I haven't purchased fragrance oil from that many places, here are the ones that stick and stay. That is a Hugh factor for me since if there in nothing left I feel that I have wasted my money, and sometimes I hate taking the time to test one ounce samples.
From WSP: Fresh Ginger & Lime, Oatmeal Milk & Honey, Nag Champa, South Pacific Waters, Mediterranean Fig, White Gardenia. From Candle Science: Lavender, Peppermint & Eucalyptus, Hazelnut Coffee, Love Spell, Brandied Pear.
From Natures Garden: Island Fresh Gain, Beach (does not smell like beach, but is a very nice jasmine floral that behaves in CP) The Island Fresh Gain isn't a favorite, but does smell like Gain.


----------



## shunt2011 (Mar 31, 2014)

Nature's Garden:
Perfect Man
Teakwood & Cardamom
Hummingbird
Kumquat
Love Spell
Honeysuckle
Rose
Huckleberry Harvest
Bite Me
Lavender Flowers


WSP:
Bay Rum
Monkey Farts

Symphony Scents:
Red Clover Tea

Peak:
Cranberry Apple Marmalade
Lilac
Apple Jack Peel
Key Lime
Black Raspberry Vanilla

Brambleberry
Energy
Shave & A Haircut


----------



## ilovesoap2 (Mar 31, 2014)

So thankful for this thread I have been having the toughest time
deciding on FO's. I took a chance and order from BB Ginger Lime and also Oatmeal, Milk and Honey.  In the bottles they smell lovely but have not
yet tried them in soaps.


----------



## MzMolly65 (Mar 31, 2014)

I'm liking BB's:  Wasabi, Bonsai, Black Tea, Lilac (smells just like real lilacs), LEATHER! (really love this one and yes, it smells EXACTLY like leather) and Lime Ginger.


----------



## newbie (Apr 1, 2014)

I see a number that I second but I didn't want to make the list from hell.

I have had same results with the Ginger lime and Ginger Pear from BB but I think the ginger sticks more than the fruit. I would say the same of their Gingerale.

MzMolly, do you really like BB's Leather?? I think I have something for you- the rest of my bottle. I did not like it but I will say it did stick. Daystars SaddleShop smells like older musty leather to me and seems to stick quite well.

PS Ilovesoap, my recollection is that the Ginger Lime goes VERY FAST!

WSP's May Flowers holds a long time too.
Santa's Pipe holds

BB's Baby Rose has held very well for me as well.
Their Lime has held well so far (about 1 year so far)

Daystar's Sweet Pumpkin


----------



## DeeAnna (Apr 2, 2014)

I have Leather from Bitter Creek. It smells like leather and has good reviews ... but I just can't bring myself to soap with it. It just doesn't trip my trigger.

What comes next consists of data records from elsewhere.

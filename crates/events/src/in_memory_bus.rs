//! In-memory event bus for tests/dev and in-process signals.

use std::sync::Mutex;

use tokio::sync::mpsc;

use crate::bus::{Delivery, EventBus, Subscription};

#[derive(Debug, thiserror::Error)]
pub enum InMemoryBusError {
    /// Publish failed due to internal lock poisoning.
    #[error("event bus lock poisoned")]
    Poisoned,
}

/// In-memory pub/sub bus.
///
/// - No IO
/// - Fan-out to every live subscription
/// - Dropped subscriptions are pruned on the next publish
#[derive(Debug)]
pub struct InMemoryEventBus<M> {
    subscribers: Mutex<Vec<mpsc::UnboundedSender<M>>>,
}

impl<M> InMemoryEventBus<M> {
    pub fn new() -> Self {
        Self::default()
    }

    /// Number of subscriptions that were alive at the last publish/subscribe.
    pub fn subscriber_count(&self) -> usize {
        self.subscribers
            .lock()
            .map(|subs| subs.iter().filter(|tx| !tx.is_closed()).count())
            .unwrap_or(0)
    }
}

impl<M> Default for InMemoryEventBus<M> {
    fn default() -> Self {
        Self {
            subscribers: Mutex::new(Vec::new()),
        }
    }
}

impl<M> EventBus<M> for InMemoryEventBus<M>
where
    M: Clone + Send + 'static,
{
    type Error = InMemoryBusError;

    fn publish(&self, message: M) -> Result<Delivery, Self::Error> {
        let mut subs = self.subscribers.lock().map_err(|_| InMemoryBusError::Poisoned)?;

        // Drop any dead subscribers while publishing.
        subs.retain(|tx| tx.send(message.clone()).is_ok());

        Ok(Delivery::to(subs.len()))
    }

    fn subscribe(&self) -> Subscription<M> {
        let (tx, rx) = mpsc::unbounded_channel();

        // If the lock is poisoned we still hand out a subscription;
        // it just never receives anything.
        if let Ok(mut subs) = self.subscribers.lock() {
            subs.push(tx);
        }

        Subscription::new(rx)
    }
}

Honeycomb from NDA sticks really well and is very strong at 2% ppo. It is an OMH type scent. Discolors.

Sweetgrass from Bitter Creek North is long lasting. Scent is a little lighter than I'd like at 2% ppo, so I'd increase that a bit. Behaves well. Sweet-herbal, unisex scent. Works well in shampoo bars -- Mr. D. is fond of this.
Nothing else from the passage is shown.